Determining the Best Interests of the Child - New York
Citation: Soc. Serv. Law § 358-a(3)(c)
For the purpose of this section, in determining reasonable efforts to be made with respect to a child, and in making such reasonable efforts, the child's health and safety shall be the paramount concerns.
Citation: Soc. Serv. Law § 384-b(1)
The legislature recognizes that the health and safety of children are of paramount importance. To the extent it is consistent with the health and safety of the child, the legislature further finds the following:
- It is desirable for children to grow up with a normal family life in a permanent home and that such circumstance offers the best opportunity for children to develop and thrive.
- It is generally desirable for the child to remain with or be returned to the birth parent because the child's need for a normal family life will usually best be met in the home of his or her birth parent, and that parents are entitled to bring up their own children unless the best interests of the child would be thereby endangered.
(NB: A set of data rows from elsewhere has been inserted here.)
use std::time::Duration;

use dashvars::cascade::{initial_selection, on_option_set_changed};
use dashvars::commit::{CommitAction, CommitGate, CommittedSelection, UserInput};
use dashvars::constants::ALL_SELECTED_VALUE;
use dashvars::core::DashvarError;
use dashvars::options::{Reconciliation, SortMode, parse_custom_list, reconcile};
use dashvars::variable::{Scalar, SelectedValue, Variable};

fn scalars(values: &[&str]) -> Vec<Scalar> {
    values.iter().map(|v| Scalar::from(*v)).collect()
}

#[test]
fn test_numeric_reorder_is_unchanged() {
    let new_raw = vec![Scalar::from(3_i64), Scalar::from(1_i64), Scalar::from(2_i64)];
    let previous = vec![Scalar::from(1_i64), Scalar::from(2_i64), Scalar::from(3_i64)];
    assert_eq!(reconcile(new_raw, &previous, SortMode::Numeric), Reconciliation::Unchanged);
}

#[test]
fn test_lexical_addition_is_changed() {
    let outcome = reconcile(scalars(&["b", "a"]), &scalars(&["a"]), SortMode::Lexical);
    assert_eq!(outcome, Reconciliation::Changed(scalars(&["a", "b"])));
}

#[test]
fn test_unsorted_order_difference_is_changed() {
    let outcome = reconcile(scalars(&["b", "a"]), &scalars(&["a", "b"]), SortMode::Disabled);
    assert!(outcome.is_changed());
}

#[test]
fn test_cascade_single_and_multi() {
    let options = scalars(&["r1", "r2"]);

    let single = Variable::query("Y", "ys({{.X}})");
    let selection = on_option_set_changed(&single, &options, Some("X")).unwrap();
    assert_eq!(selection.selected_value, Some(SelectedValue::single("r1")));
    assert!(!selection.all_selected);

    let multi = Variable::query("Y", "ys({{.X}})").with_multi_select(true);
    let selection = on_option_set_changed(&multi, &options, Some("X")).unwrap();
    assert_eq!(selection.selected_value, Some(SelectedValue::multi(["r1", "r2"])));
    assert!(selection.all_selected);
}

#[test]
fn test_cascade_is_contained_to_direct_dependents() {
    let z = Variable::query("Z", "zs({{.Y}})").with_selection(SelectedValue::single("z9"));
    let options = scalars(&["z1", "z2"]);

    assert!(on_option_set_changed(&z, &options, Some("X")).is_none());
    assert!(on_option_set_changed(&z, &options, None).is_none());
    assert_eq!(
        on_option_set_changed(&z, &options, Some("Y")).unwrap().selected_value,
        Some(SelectedValue::single("z1"))
    );
}

#[test]
fn test_initial_selection_only_when_unset() {
    let options = scalars(&["a", "b"]);
    let fresh = Variable::custom("c", "a, b");
    assert_eq!(
        initial_selection(&fresh, &options),
        Some(CommittedSelection {
            selected_value: Some(SelectedValue::single("a")),
            all_selected: false,
        })
    );

    let chosen = fresh.with_selection(SelectedValue::single("b"));
    assert!(initial_selection(&chosen, &options).is_none());
}

#[test]
fn test_all_sentinel_and_empty_multi_select_everything() {
    let gate = CommitGate::new(Duration::from_millis(300), ALL_SELECTED_VALUE);
    let options = scalars(&["a", "b", "c"]);
    let variable = Variable::query("v", "vs()").with_multi_select(true);

    for pick in [SelectedValue::multi([ALL_SELECTED_VALUE]), SelectedValue::Multi(Vec::new())] {
        let selection = gate.normalize_pick(&variable, pick, &options).unwrap();
        assert!(selection.all_selected);
        assert_eq!(selection.selected_value, Some(SelectedValue::Multi(options.clone())));
    }
}

#[test]
fn test_pick_outside_options_is_rejected() {
    let gate = CommitGate::new(Duration::from_millis(300), ALL_SELECTED_VALUE);
    let variable = Variable::custom("region", "eu, us");
    let err = gate
        .normalize_pick(&variable, SelectedValue::single("asia"), &scalars(&["eu", "us"]))
        .unwrap_err();
    assert!(matches!(err, DashvarError::SelectionNotInOptions { .. }));
}

#[test]
fn test_three_rapid_edits_settle_once() {
    let mut gate = CommitGate::new(Duration::from_millis(300), ALL_SELECTED_VALUE);
    let search = Variable::textbox("search");

    let mut generations = Vec::new();
    for text in ["w", "we", "web"] {
        match gate.commit(&search, UserInput::Text(text.to_string()), &[]).unwrap() {
            CommitAction::Deferred {
                generation,
            } => generations.push(generation),
            CommitAction::Immediate(_) => panic!("textbox edits are deferred"),
        }
    }

    assert_eq!(gate.settle("search", generations[0]), None);
    assert_eq!(gate.settle("search", generations[1]), None);
    assert_eq!(gate.settle("search", generations[2]).as_deref(), Some("web"));
    assert_eq!(gate.settle("search", generations[2]), None);
    assert!(!gate.is_pending("search"));
}

#[test]
fn test_custom_list_parsing() {
    assert_eq!(parse_custom_list(" a, \"b, c\" ,d,,").unwrap(), scalars(&["a", "b, c", "d"]));
    assert!(parse_custom_list("a, \"b").is_err());
}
- The State's first obligation is to help the family with services to prevent its breakup or to reunite it if the child has already left home.
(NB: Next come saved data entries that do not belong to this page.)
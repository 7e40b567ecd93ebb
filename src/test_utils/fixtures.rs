//! Sample dashboard snapshots for tests.

use anyhow::Result;
use std::fs;
use std::path::{Path, PathBuf};

/// A dashboard snapshot file written into a test directory.
#[derive(Clone, Debug)]
pub struct SnapshotFixture {
    pub name: String,
    pub content: String,
}

impl SnapshotFixture {
    /// `region` (custom) → `host` (query, multi-select) → `service` (query)
    pub fn chained() -> Self {
        Self {
            name: "chained".to_string(),
            content: r#"
[[variables]]
name = "region"
type = "custom"
custom_values = "eu, us"

[[variables]]
name = "host"
type = "query"
query_template = "hosts({{.region}})"
sort_mode = "lexical"
multi_select = true

[[variables]]
name = "service"
type = "query"
query_template = "services({{.host}})"

[fixtures]
"hosts(eu)" = ["h2", "h1"]
"hosts(us)" = ["h3"]
"services(h1,h2)" = ["api", "web"]
"services(h3)" = ["db"]
"#
            .trim()
            .to_string(),
        }
    }

    /// A textbox filtering a query, with a syntax error for the empty filter.
    pub fn with_textbox() -> Self {
        Self {
            name: "with_textbox".to_string(),
            content: r#"
[[variables]]
name = "search"
type = "textbox"

[[variables]]
name = "results"
type = "query"
query_template = "results({{.search}})"

[fixtures]
"results()" = { error = "Syntax error: empty filter" }
"results(web)" = ["web-1", "web-2"]
"#
            .trim()
            .to_string(),
        }
    }

    /// Two queries referencing each other.
    pub fn cyclic() -> Self {
        Self {
            name: "cyclic".to_string(),
            content: r#"
[[variables]]
name = "a"
type = "query"
query_template = "{{.b}}"

[[variables]]
name = "b"
type = "query"
query_template = "{{.a}}"
"#
            .trim()
            .to_string(),
        }
    }

    /// Writes the snapshot as `<name>.toml` in `dir`.
    pub fn write_to(&self, dir: &Path) -> Result<PathBuf> {
        let path = dir.join(format!("{}.toml", self.name));
        fs::write(&path, &self.content)?;
        Ok(path)
    }
}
- When it is clear that the birth parent cannot or will not provide a normal family home for the child, and when continued foster care is not an appropriate plan for the child, then a permanent alternative home should be sought for the child.
The legislature further finds that many children who have been placed in foster care experience unnecessarily protracted stays in such care without being adopted or returned to their parents or other custodians. Such unnecessary stays may deprive these children of positive, nurturing family relationships and have deleterious effects on their development into responsible, productive citizens. Provision of a timely procedure for the termination of the rights of the birth parents, in appropriate cases, could reduce such unnecessary stays.
It is the intent of the legislature to provide procedures not only assuring that the rights of the birth parent are protected, but also, where positive, nurturing parent-child relationships no longer exist, furthering the best interests, needs, and rights of the child by terminating parental rights and freeing the child for adoption.